Dennoch muss betont werden, dass die Digitalisierung die Kommunikation mit Freiwilligen zwar beeinflusst, einen persönlichen Kontakt – beispielsweise in der Form eines Aufnahmegesprächs – aber nicht vollständig ersetzt.

Kaum Veränderungen gespürt

Nur ein Viertel der Organisationen hat aufgrund von Corona Auswirkungen auf die Ansprache und Gewinnung von Freiwilligen wahrgenommen: 11.5 % der Organisationen ist diese schwerer gefallen, 14.5 % haben sogar mehr Zulauf gewonnen.

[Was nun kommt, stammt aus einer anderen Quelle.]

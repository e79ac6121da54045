// Wires the in memory store, league data and a fixed clock into every handler.
//
// Seeded with matchup 10 (team 1 against team 2, Dec 8 to Dec 14), team 1's fixture lineup,
// team 2's lineup (201, 202 starting, 203 on the bench), and one NHL club per player.

use crate::modules::roster_lock::use_cases::audit_integrity::handler::{AuditOptions, IntegrityAuditor};
use crate::modules::roster_lock::use_cases::backfill_snapshots::handler::BackfillRunner;
use crate::modules::roster_lock::use_cases::generate_snapshots::handler::GenerateSnapshotsHandler;
use crate::modules::roster_lock::use_cases::lock_snapshots::handler::LockCoordinator;
use crate::modules::roster_lock::use_cases::reconcile_scores::frozen_cache::FrozenScoreCache;
use crate::modules::roster_lock::use_cases::reconcile_scores::handler::ScoreReconciler;
use crate::modules::roster_lock::use_cases::track_attribution::handler::AttributionTracker;
use crate::shared::infrastructure::clock::FixedClock;
use crate::shared::infrastructure::league_data::in_memory::InMemoryLeagueData;
use crate::shared::infrastructure::snapshot_store::in_memory::InMemorySnapshotStore;
use crate::tests::fixtures::lineups::LineupConfigBuilder;
use crate::tests::fixtures::matchups::{TEAM_B, make_week_matchup};
use chrono::NaiveDate;
use std::sync::Arc;

type Store = InMemorySnapshotStore;
type League = InMemoryLeagueData;

pub struct Pipeline {
    pub store: Arc<Store>,
    pub league: Arc<League>,
    pub clock: Arc<FixedClock>,
    pub cache: Arc<FrozenScoreCache>,
}

impl Pipeline {
    pub async fn team_a_week(today: NaiveDate) -> Self {
        Self::with_store(InMemorySnapshotStore::new(), today).await
    }

    pub async fn with_store(store: InMemorySnapshotStore, today: NaiveDate) -> Self {
        let league = InMemoryLeagueData::new();
        league.put_matchup(make_week_matchup()).await;
        league.put_lineup(LineupConfigBuilder::new().build()).await;
        league
            .put_lineup(
                LineupConfigBuilder::new()
                    .team_id(TEAM_B)
                    .starters(vec![201, 202])
                    .bench(vec![203])
                    .slot_assignments(vec![])
                    .build(),
            )
            .await;
        for (player_id, club) in [
            (101, "TOR"),
            (102, "MTL"),
            (103, "BOS"),
            (104, "NYR"),
            (201, "EDM"),
            (202, "VAN"),
            (203, "CGY"),
        ] {
            league.assign_club(player_id, club).await;
        }
        Self {
            store: Arc::new(store),
            league: Arc::new(league),
            clock: Arc::new(FixedClock::at_noon(today)),
            cache: Arc::new(FrozenScoreCache::new()),
        }
    }

    pub fn generator(&self) -> GenerateSnapshotsHandler<Store, League> {
        GenerateSnapshotsHandler::new(self.store.clone(), self.league.clone(), self.clock.clone())
    }

    pub fn lock_coordinator(&self) -> LockCoordinator<Store, League> {
        LockCoordinator::new(self.store.clone(), self.league.clone(), self.clock.clone())
    }

    pub fn auditor_with(&self, options: AuditOptions) -> IntegrityAuditor<Store, League> {
        IntegrityAuditor::new(
            self.generator(),
            self.store.clone(),
            self.league.clone(),
            self.clock.clone(),
            options,
        )
    }

    pub fn auditor(&self) -> IntegrityAuditor<Store, League> {
        self.auditor_with(AuditOptions::default())
    }

    pub fn backfill(&self) -> BackfillRunner<Store, League> {
        BackfillRunner::new(self.generator(), self.auditor(), self.league.clone())
    }

    pub fn reconciler(&self) -> ScoreReconciler<Store, League> {
        ScoreReconciler::new(
            self.store.clone(),
            self.league.clone(),
            self.clock.clone(),
            self.cache.clone(),
        )
    }

    pub fn tracker(&self) -> AttributionTracker<Store, League> {
        AttributionTracker::new(self.store.clone(), self.league.clone())
    }
}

Bei den meisten Organisationen hingegen hat sich durch die Pandemie nicht viel geändert. Sie haben entweder keinen Einfluss der Krise festgestellt, der Rückzug von Freiwilligen aus Risikogruppen wurde durch neue Freiwillige kompensiert, oder es fällt den Organisationen grundsätzlich schwer, diesbezüglich eine Einschätzung zu tätigen. Die ambivalenten Einschätzungen der befragten Organisationen widerspiegeln, dass die relevanten Lehren aus der Corona-Krise für Kerndimensionen eines Freiwilligen-Managements erst aufgearbeitet werden müssen.

Die persönliche Ansprache durch bereits aktive Freiwillige oder Mitarbeitende – die sogenannte Mund-zu-Mund-Propaganda – ist mit 94.2 % Nennungen zwar das wichtigste Marketing- und Kommunikationsmittel unter den Organisationen. Jedoch setzen bereits jetzt schon 84.8 % bei der Gewinnung und Ansprache von Freiwilligen auf die eigene Website und Social Media, unabhängig von der Pandemie.

Andere Medien wie beispielsweise Fernsehen und Radio werden mit 16.1 % nach wie vor eher selten genutzt. 42.9 % der Organisationen meinen, dass sie in Zukunft noch mehr auf Social Media bei der Ansprache und Gewinnung von Freiwilligen setzen werden. Nur 26.5 % halten das für eher unrealistisch.